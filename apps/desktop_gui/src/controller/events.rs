//! Backend-to-UI events.

use shared::domain::{Mode, OperationResult};

#[derive(Debug, Clone, PartialEq, Eq)]
pub enum UiEvent {
    OperationFinished {
        mode: Mode,
        result: OperationResult,
    },
}

pub fn status_line(mode: Mode, result: &OperationResult) -> String {
    match result {
        OperationResult::Success { output } => {
            format!("Last {mode}: ok ({} chars)", output.chars().count())
        }
        OperationResult::Failure { message } => format!("Last {mode}: {message}"),
    }
}
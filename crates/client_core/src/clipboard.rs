use shared::domain::Severity;
use thiserror::Error;
use tracing::{debug, warn};

use crate::ui::{Notifier, TextSurface};

pub const COPIED_MESSAGE: &str = "Copied to clipboard!";
pub const NOTHING_TO_COPY_MESSAGE: &str = "Nothing to copy";
pub const COPY_FAILED_MESSAGE: &str = "Copy failed";

#[derive(Debug, Error)]
pub enum ClipboardError {
    #[error("clipboard unavailable: {0}")]
    Unavailable(String),
    #[error("clipboard write failed: {0}")]
    Write(String),
}

pub trait ClipboardStrategy {
    fn name(&self) -> &'static str;
    fn write_text(&self, text: &str) -> Result<(), ClipboardError>;
}

#[derive(Debug, Clone, Copy, PartialEq, Eq)]
pub enum CopyOutcome {
    NothingToCopy,
    Preferred,
    Fallback,
    Failed,
}

/// Copies the source text with the preferred strategy, falling back once.
/// Both strategies report the same success notification.
pub fn copy_to_clipboard(
    source: &dyn TextSurface,
    preferred: &dyn ClipboardStrategy,
    fallback: &dyn ClipboardStrategy,
    notifier: &dyn Notifier,
) -> CopyOutcome {
    let text = source.text();
    if text.trim().is_empty() {
        notifier.notify(NOTHING_TO_COPY_MESSAGE, Severity::Error);
        return CopyOutcome::NothingToCopy;
    }

    let outcome = match preferred.write_text(&text) {
        Ok(()) => CopyOutcome::Preferred,
        Err(err) => {
            debug!(strategy = preferred.name(), error = %err, "preferred clipboard failed");
            match fallback.write_text(&text) {
                Ok(()) => CopyOutcome::Fallback,
                Err(err) => {
                    warn!(strategy = fallback.name(), error = %err, "fallback clipboard failed");
                    CopyOutcome::Failed
                }
            }
        }
    };

    if outcome == CopyOutcome::Failed {
        notifier.notify(COPY_FAILED_MESSAGE, Severity::Error);
    } else {
        notifier.notify(COPIED_MESSAGE, Severity::Success);
    }
    outcome
}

■ **EXERCISE AIM**
Copy every single line of the material above that holds "CopyOutcome".

■ **ANSWER FOR THIS EXERCISE**
pub enum CopyOutcome {
) -> CopyOutcome {
        return CopyOutcome::NothingToCopy;
        Ok(()) => CopyOutcome::Preferred,
                Ok(()) => CopyOutcome::Fallback,
                    CopyOutcome::Failed
    if outcome == CopyOutcome::Failed {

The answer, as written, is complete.